*** THE DATA Section Begins ***
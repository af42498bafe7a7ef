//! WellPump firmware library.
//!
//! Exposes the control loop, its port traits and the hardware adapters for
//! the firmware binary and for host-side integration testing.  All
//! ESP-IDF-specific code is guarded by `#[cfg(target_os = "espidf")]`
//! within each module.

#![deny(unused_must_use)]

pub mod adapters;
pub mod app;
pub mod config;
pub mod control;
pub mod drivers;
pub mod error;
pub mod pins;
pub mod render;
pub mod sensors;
*** THE DATA Section Ends ***
*** THE DATA Section Begins ***
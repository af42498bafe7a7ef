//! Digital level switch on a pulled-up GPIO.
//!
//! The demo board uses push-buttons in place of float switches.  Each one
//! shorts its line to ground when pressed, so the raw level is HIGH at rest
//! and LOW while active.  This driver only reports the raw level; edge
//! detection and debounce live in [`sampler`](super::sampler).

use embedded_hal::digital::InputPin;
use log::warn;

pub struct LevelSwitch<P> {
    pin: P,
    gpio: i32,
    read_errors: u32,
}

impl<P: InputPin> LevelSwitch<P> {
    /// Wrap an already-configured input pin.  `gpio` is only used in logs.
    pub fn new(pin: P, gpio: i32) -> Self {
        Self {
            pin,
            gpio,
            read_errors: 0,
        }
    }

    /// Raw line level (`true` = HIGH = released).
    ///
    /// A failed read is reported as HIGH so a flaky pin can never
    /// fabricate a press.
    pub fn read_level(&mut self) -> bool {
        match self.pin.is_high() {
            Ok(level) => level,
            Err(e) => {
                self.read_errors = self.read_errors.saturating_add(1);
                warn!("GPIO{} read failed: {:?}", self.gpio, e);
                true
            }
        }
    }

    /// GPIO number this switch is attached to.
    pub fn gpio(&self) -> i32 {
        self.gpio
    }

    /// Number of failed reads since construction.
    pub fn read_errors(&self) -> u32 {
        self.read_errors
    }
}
*** THE DATA Section Ends ***
### THE TASK
Look through the entries above. Extract each line with the word "adapters".

### TASK ANSWER
//! Exposes the control loop, its port traits and the hardware adapters for
pub mod adapters;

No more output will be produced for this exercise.